BS Lehner 1, A Nitzsche 2, H Pfaff 1
  • 1Institut für Medizinsoziologie, Versorgungsforschung (IMVR) undRehabilitationswissenschaft, Köln
  • 2Universität zu Köln, Köln

Einleitung: Optionsvielfalt und die Konfrontation mit einer Vielzahl an Alternativen (Optionen) in der Arbeitswelt bieten Chancen und zugleich auch Risiken. Der Prozess der Entscheidung für eine Option erweitert nicht nur den Handlungsspielraum, sondern stellt auch Anforderungen an das Individuum. Je größer die Anzahl an Optionen und Informationen, die als Entscheidungsgrundlage vorhanden sind und je komplexer diese sind, desto größer ist die Belastung des Individuums [1]. In der vorliegenden Untersuchung werden zwei Ziele verfolgt: Zum einen wird das Konzept „Optionsstress“ eingeführt, das die Komponenten „Informationsüberlastung“, „Wunsch nach Reduktion des Entscheidungsspielraums“ und „Entscheidungsschwere“ erfasst. Zum anderen werden die Beziehungen von Optionsstress zu Burnout und Engagement untersucht.
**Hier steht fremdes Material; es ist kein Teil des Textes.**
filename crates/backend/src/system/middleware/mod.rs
pub mod request_logger;
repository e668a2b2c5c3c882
use std::path::PathBuf;
use tracing_subscriber::{layer::SubscriberExt, util::SubscriberInitExt};

/// Фильтр по умолчанию: логи приложения без SQL-запросов
const DEFAULT_FILTER: &str = "info,sqlx=warn,sea_orm=warn";

fn log_directory() -> PathBuf {
    std::env::current_exe()
        .ok()
        .and_then(|exe| exe.parent().map(|dir| dir.join("logs")))
        .unwrap_or_else(|| PathBuf::from("logs"))
}

/// Инициализация системы трассировки (tracing)
///
/// Логи пишутся в:
/// - stdout (с цветами)
/// - logs/backend.log рядом с исполняемым файлом (без цветов)
///
/// Уровень задаётся через `RUST_LOG`.
pub fn initialize() -> anyhow::Result<()> {
    let log_dir = log_directory();
    std::fs::create_dir_all(&log_dir)
        .map_err(|e| anyhow::anyhow!("Cannot create log directory {}: {}", log_dir.display(), e))?;

    let log_file_path = log_dir.join("backend.log");
    let log_file = std::fs::OpenOptions::new()
        .create(true)
        .append(true)
        .open(&log_file_path)
        .map_err(|e| anyhow::anyhow!("Cannot open log file {}: {}", log_file_path.display(), e))?;

    let log_level = std::env::var("RUST_LOG").unwrap_or_else(|_| DEFAULT_FILTER.into());

    tracing_subscriber::registry()
        .with(tracing_subscriber::EnvFilter::new(&log_level))
        .with(tracing_subscriber::fmt::layer())
        .with(
            tracing_subscriber::fmt::layer()
                .with_writer(std::sync::Arc::new(log_file))
                .with_ansi(false),
        )
        .try_init()?;

    tracing::info!(
        "Logging initialized: level={}, file={}",
        log_level,
        log_file_path.display()
    );
    Ok(())
}
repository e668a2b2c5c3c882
pub mod config;
pub mod data;
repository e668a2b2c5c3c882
pub mod aggregate;
pub mod criteria;

pub use aggregate::{Product, ProductDto, ProductId, ProductStatus};
pub use criteria::ProductSearchCriteria;
use axum::extract::Path;
use axum::http::StatusCode;
use axum::Json;
use contracts::system::users::{CreateUserDto, User};

use super::error::ApiError;
use crate::shared::data::db::get_connection;
use crate::system::users::service;

/// POST /api/v1/users
pub async fn register(
    Json(dto): Json<CreateUserDto>,
) -> Result<(StatusCode, Json<User>), ApiError> {
    let user = service::register(get_connection(), dto).await?;
    Ok((StatusCode::CREATED, Json(user)))
}

/// GET /api/v1/users/:id
pub async fn get_by_id(Path(id): Path<String>) -> Result<Json<User>, ApiError> {
    match service::find_by_id(get_connection(), &id).await? {
        Some(user) => Ok(Json(user)),
        None => Err(ApiError::not_found(format!("User not found: {}", id))),
    }
}
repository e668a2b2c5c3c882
use chrono::{NaiveDate, Utc};
use contracts::domain::a001_product::{Product, ProductId, ProductSearchCriteria, ProductStatus};
use contracts::domain::common::{AggregateId, EntityMetadata};
use contracts::shared::pagination::{PageRequest, PaginatedResult};
use sea_orm::entity::prelude::*;
use sea_orm::sea_query::Expr;
use sea_orm::{ConnectionTrait, ItemsAndPagesNumber, QueryOrder, Select, Set};
use serde::{Deserialize, Serialize};

use super::{filters, visibility};

#[derive(Clone, Debug, PartialEq, DeriveEntityModel, Serialize, Deserialize)]
#[sea_orm(table_name = "a001_product")]
pub struct Model {
    #[sea_orm(primary_key, auto_increment = false)]
    pub id: String,
    pub barcode: String,
    pub name: String,
    pub lot: String,
    pub expiry_date: NaiveDate,
    pub quantity: i32,
    pub category: String,
    pub status: String,
    pub created_at: Option<chrono::DateTime<chrono::Utc>>,
    pub updated_at: Option<chrono::DateTime<chrono::Utc>>,
    pub version: i32,
}

#[derive(Copy, Clone, Debug, EnumIter, DeriveRelation)]
pub enum Relation {}

impl ActiveModelBehavior for ActiveModel {}

impl TryFrom<Model> for Product {
    type Error = DbErr;

    fn try_from(m: Model) -> Result<Self, Self::Error> {
        let id = ProductId::from_string(&m.id).map_err(DbErr::Custom)?;
        let status = m.status.parse::<ProductStatus>().map_err(DbErr::Custom)?;
        let metadata = EntityMetadata {
            created_at: m.created_at.unwrap_or_else(Utc::now),
            updated_at: m.updated_at.unwrap_or_else(Utc::now),
            version: m.version,
        };

        Ok(Product {
            id,
            barcode: m.barcode,
            name: m.name,
            lot: m.lot,
            expiry_date: m.expiry_date,
            quantity: m.quantity,
            category: m.category,
            status,
            metadata,
        })
    }
}

fn to_active_model(product: &Product) -> ActiveModel {
    ActiveModel {
        id: Set(product.to_string_id()),
        barcode: Set(product.barcode.clone()),
        name: Set(product.name.clone()),
        lot: Set(product.lot.clone()),
        expiry_date: Set(product.expiry_date),
        quantity: Set(product.quantity),
        category: Set(product.category.clone()),
        status: Set(product.status.as_str().to_string()),
        created_at: Set(Some(product.metadata.created_at)),
        updated_at: Set(Some(product.metadata.updated_at)),
        version: Set(product.metadata.version),
    }
}

fn convert(models: Vec<Model>) -> Result<Vec<Product>, DbErr> {
    models.into_iter().map(Product::try_from).collect()
}

/// Выполнить запрос постранично. Метаданные страницы берутся из пагинатора,
/// а не пересчитываются вручную.
async fn fetch_page<C: ConnectionTrait>(
    db: &C,
    query: Select<Entity>,
    request: PageRequest,
) -> Result<PaginatedResult<Product>, DbErr> {
    let paginator = query
        .order_by_asc(Column::ExpiryDate)
        .order_by_asc(Column::Id)
        .paginate(db, request.size);

    let ItemsAndPagesNumber {
        number_of_items,
        number_of_pages,
    } = paginator.num_items_and_pages().await?;
    let models = paginator.fetch_page(request.page).await?;

    Ok(PaginatedResult::from_page(
        convert(models)?,
        number_of_items,
        number_of_pages,
        request.page,
    ))
}

// ============================================================================
// Repository functions
// ============================================================================

/// Вставка новой записи или полная перезапись существующей
pub async fn save<C: ConnectionTrait>(db: &C, product: &Product) -> Result<Product, DbErr> {
    let id = product.to_string_id();
    let active = to_active_model(product);

    if Entity::find_by_id(id).one(db).await?.is_some() {
        Entity::update(active).exec(db).await?;
    } else {
        Entity::insert(active).exec(db).await?;
    }
    Ok(product.clone())
}

/// Активная партия по ID
pub async fn find_by_id<C: ConnectionTrait>(
    db: &C,
    id: &ProductId,
) -> Result<Option<Product>, DbErr> {
    Entity::find_by_id(id.as_string())
        .filter(visibility::active_only())
        .one(db)
        .await?
        .map(Product::try_from)
        .transpose()
}

/// Запись по ID в любом статусе (для сценариев изменения)
pub async fn find_any_by_id<C: ConnectionTrait>(
    db: &C,
    id: &ProductId,
) -> Result<Option<Product>, DbErr> {
    Entity::find_by_id(id.as_string())
        .one(db)
        .await?
        .map(Product::try_from)
        .transpose()
}

/// Активная партия по штрихкоду. Если активных лотов несколько,
/// возвращается тот, что истекает раньше.
pub async fn find_by_barcode<C: ConnectionTrait>(
    db: &C,
    barcode: &str,
) -> Result<Option<Product>, DbErr> {
    Entity::find()
        .filter(Column::Barcode.eq(barcode))
        .filter(visibility::active_only())
        .order_by_asc(Column::ExpiryDate)
        .order_by_asc(Column::Id)
        .one(db)
        .await?
        .map(Product::try_from)
        .transpose()
}

/// Проверка пары (barcode, lot) среди всех записей, независимо от статуса
pub async fn exists_by_barcode_and_lot<C: ConnectionTrait>(
    db: &C,
    barcode: &str,
    lot: &str,
) -> Result<bool, DbErr> {
    let count = Entity::find()
        .filter(Column::Barcode.eq(barcode))
        .filter(Column::Lot.eq(lot))
        .count(db)
        .await?;
    Ok(count > 0)
}

pub async fn exists_by_id<C: ConnectionTrait>(db: &C, id: &ProductId) -> Result<bool, DbErr> {
    let count = Entity::find_by_id(id.as_string()).count(db).await?;
    Ok(count > 0)
}

/// Все записи постранично, без фильтра по статусу
pub async fn find_paginated<C: ConnectionTrait>(
    db: &C,
    request: PageRequest,
) -> Result<PaginatedResult<Product>, DbErr> {
    fetch_page(db, Entity::find(), request).await
}

/// Поиск по критериям с политикой видимости и пагинацией
pub async fn find_by_criteria<C: ConnectionTrait>(
    db: &C,
    criteria: &ProductSearchCriteria,
    today: NaiveDate,
) -> Result<PaginatedResult<Product>, DbErr> {
    let status = visibility::effective_status(criteria);
    let condition = filters::compose(criteria, today).add(visibility::status_filter(status));

    fetch_page(db, Entity::find().filter(condition), criteria.page_request()).await
}

/// Мягкое удаление: статус DISCARDED, строка остаётся.
/// Возвращает `false`, если записи с таким ID нет.
pub async fn soft_delete<C: ConnectionTrait>(db: &C, id: &ProductId) -> Result<bool, DbErr> {
    let result = Entity::update_many()
        .col_expr(Column::Status, Expr::value(ProductStatus::Discarded.as_str()))
        .col_expr(Column::UpdatedAt, Expr::value(Utc::now()))
        .filter(Column::Id.eq(id.as_string()))
        .exec(db)
        .await?;
    Ok(result.rows_affected > 0)
}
Methode: Die Daten zur vorliegenden Untersuchung wurden im Rahmen einer Online-Mitarbeiterbefragung in insgesamt sechs Unternehmen der Informations- und Kommunikationstechnologie (IKT)-Branche erhoben (n = 336; Rücklaufquote: 58,4%). Um den Zusammenhang zwischen Optionsstress, Burnout und Engagement zu analysieren, wurde ein Strukturgleichungsmodell (SGM) berechnet, das eine konfirmatorische Faktorenanalyse (KFA) und eine Analyse der Pfadkoeffizienten kombiniert. Unter Verwendung der Messwerte der globalen Modellgüte (CFI, TLI, RMSEA) wurde das SGM spezifiziert und evaluiert. Anhand der globalen Maße der Modellpassung wurde überprüft, ob die empirischen Beziehungen durch das SGM adäquat geschätzt wurden. Anschließend wurde ein SGM modelliert, um die Beziehungen der Variablen im geschätzten Modell zu untersuchen.
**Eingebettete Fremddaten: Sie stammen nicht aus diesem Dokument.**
pub mod db;
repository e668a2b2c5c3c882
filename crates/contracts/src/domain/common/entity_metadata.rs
use serde::{Deserialize, Serialize};

/// Метаданные экземпляра агрегата (lifecycle tracking)
#[derive(Debug, Clone, PartialEq, Serialize, Deserialize)]
pub struct EntityMetadata {
    /// Дата создания записи
    pub created_at: chrono::DateTime<chrono::Utc>,
    /// Дата последнего обновления
    pub updated_at: chrono::DateTime<chrono::Utc>,
    /// Версия записи, растёт при каждом обновлении
    pub version: i32,
}

impl EntityMetadata {
    /// Создать новые метаданные для нового агрегата
    pub fn new() -> Self {
        let now = chrono::Utc::now();
        Self {
            created_at: now,
            updated_at: now,
            version: 0,
        }
    }

    /// Обновить timestamp
    pub fn touch(&mut self) {
        self.updated_at = chrono::Utc::now();
    }

    /// Увеличить версию
    pub fn increment_version(&mut self) {
        self.version += 1;
    }
}

impl Default for EntityMetadata {
    fn default() -> Self {
        Self::new()
    }
}
pub mod a001_product;
pub mod error;
pub mod users;

/// GET /health
pub async fn health() -> &'static str {
    "ok"
}
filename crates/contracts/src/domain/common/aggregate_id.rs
use serde::{de::DeserializeOwned, Serialize};
use std::hash::Hash;

/// Трейт для типов идентификаторов агрегатов
///
/// Идентификаторы хранятся в БД как TEXT, поэтому каждый ID обязан
/// уметь превращаться в строку и обратно.
pub trait AggregateId:
    Clone + Copy + PartialEq + Eq + Hash + Serialize + DeserializeOwned + std::fmt::Debug
{
    /// Преобразовать ID в строку
    fn as_string(&self) -> String;

    /// Создать ID из строки
    fn from_string(s: &str) -> Result<Self, String>;
}

impl AggregateId for uuid::Uuid {
    fn as_string(&self) -> String {
        ToString::to_string(self)
    }

    fn from_string(s: &str) -> Result<Self, String> {
        uuid::Uuid::parse_str(s).map_err(|e| format!("Invalid UUID: {}", e))
    }
}
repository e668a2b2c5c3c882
use contracts::domain::a001_product::{ProductSearchCriteria, ProductStatus};
use sea_orm::sea_query::SimpleExpr;
use sea_orm::ColumnTrait;

use super::repository::Column;

/// Статус, который реально применяется к поиску.
/// Явно запрошенный статус берётся как есть, иначе видны только активные.
pub fn effective_status(criteria: &ProductSearchCriteria) -> ProductStatus {
    criteria.status.unwrap_or(ProductStatus::Active)
}

pub fn status_filter(status: ProductStatus) -> SimpleExpr {
    Column::Status.eq(status.as_str())
}

/// Условие для прямых выборок (по ID, по штрихкоду)
pub fn active_only() -> SimpleExpr {
    status_filter(ProductStatus::Active)
}

#[cfg(test)]
mod tests {
    use super::*;

    #[test]
    fn defaults_to_active() {
        assert_eq!(
            effective_status(&ProductSearchCriteria::empty()),
            ProductStatus::Active
        );
        let with_name = ProductSearchCriteria {
            name: Some("milk".into()),
            ..Default::default()
        };
        assert_eq!(effective_status(&with_name), ProductStatus::Active);
    }

    #[test]
    fn explicit_status_is_used_verbatim() {
        for status in [ProductStatus::Active, ProductStatus::Sold, ProductStatus::Discarded] {
            let criteria = ProductSearchCriteria {
                status: Some(status),
                ..Default::default()
            };
            assert_eq!(effective_status(&criteria), status);
        }
    }

    #[test]
    fn status_is_stored_upper_case() {
        assert_eq!(
            status_filter(ProductStatus::Discarded),
            Column::Status.eq("DISCARDED")
        );
        assert_eq!(active_only(), Column::Status.eq("ACTIVE"));
    }
}
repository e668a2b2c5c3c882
use axum::body::Body;
use axum::http::Request;
use axum::middleware::Next;
use axum::response::Response;

/// Middleware для логирования HTTP запросов: статус, метод, путь, длительность
pub async fn request_logger(req: Request<Body>, next: Next) -> Response {
    let start = std::time::Instant::now();
    let method = req.method().clone();
    let path = req.uri().path().to_string();

    let response = next.run(req).await;

    let status = response.status();
    let elapsed_ms = start.elapsed().as_millis();
    if status.is_server_error() {
        tracing::error!("{} {} {} {}ms", status.as_u16(), method, path, elapsed_ms);
    } else if status.is_client_error() {
        tracing::warn!("{} {} {} {}ms", status.as_u16(), method, path, elapsed_ms);
    } else {
        tracing::info!("{} {} {} {}ms", status.as_u16(), method, path, elapsed_ms);
    }

    response
}
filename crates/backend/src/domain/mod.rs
pub mod a001_product;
Ergebnisse: Das Durchschnittsalter der befragten IKT-Beschäftigten war 36,5 Jahre (SD= 10,1). Der Anteil an männlichen Beschäftigten lag bei ca. 73%. Die deskriptiven Statistiken zeigten folgende Mittelwerte der Subskalen (1 – 4) von Optionsstress: Informationsüberlastung M= 2,60 (SD= 0,64), Wunsch nach Reduktion des Entscheidungsspielraums M= 1,73 (SD= 0,55) und Entscheidungsschwere M= 2,33; (SD= 0,68). Die Beschäftigten gaben im Durchschnitt ein hohes Engagement an (M= 4,45; SD= 0,92; range 0 – 6) und einen moderaten Wert auf der Erschöpfungsskala (M= 1,85; SD= 1,17; range 0 – 6). Die Ergebnisse der Pfadanalyse zeigten, dass Informationsüberlastung und der Wunsch nach Reduktion des Entscheidungsspielraums positiv mit Burnout (ß= 0,30, C.R.= 4,08, p < 0,001; bzw. ß= 0,14, C.R.= 2,08, p = 0,04) und negativ mit Engagement (ß=-0,16, C.R.=-2,41, p = 0,016; bzw. ß=-0,18, C.R:=-2,78, p < 0,01) assoziiert waren. Die Subskala Entscheidungsschwere zeigte eine positive Beziehung zu Engagement (ß= 0,25, C.R.= 3,92, p < 0,001), hatte jedoch im getesteten Modell keinen Effekt auf Burnout.

Diskussion/Schlussfolgerung: Aus der Untersuchung geht zum einen hervor, dass Komponenten von Optionsstress mit Burnout und Engagement in der Studienpopulation von Wissensarbeitern assoziiert sind. Des Weiteren zeigen die Ergebnisse, dass quantitative Aspekte von Optionsstress einen größeren Einfluss haben als qualitative Aspekte: Informationslast und der Wunsch nach Reduktion des Entscheidungsspielraums können Erschöpfung und reduziertes Engagement zur Folge haben. Die Vielfalt an Optionen und der damit verbundene Entscheidungsdruck sollte hinsichtlich Gesundheits- und Leistungsparametern in der Wissensarbeit stärker ins Blickfeld rücken.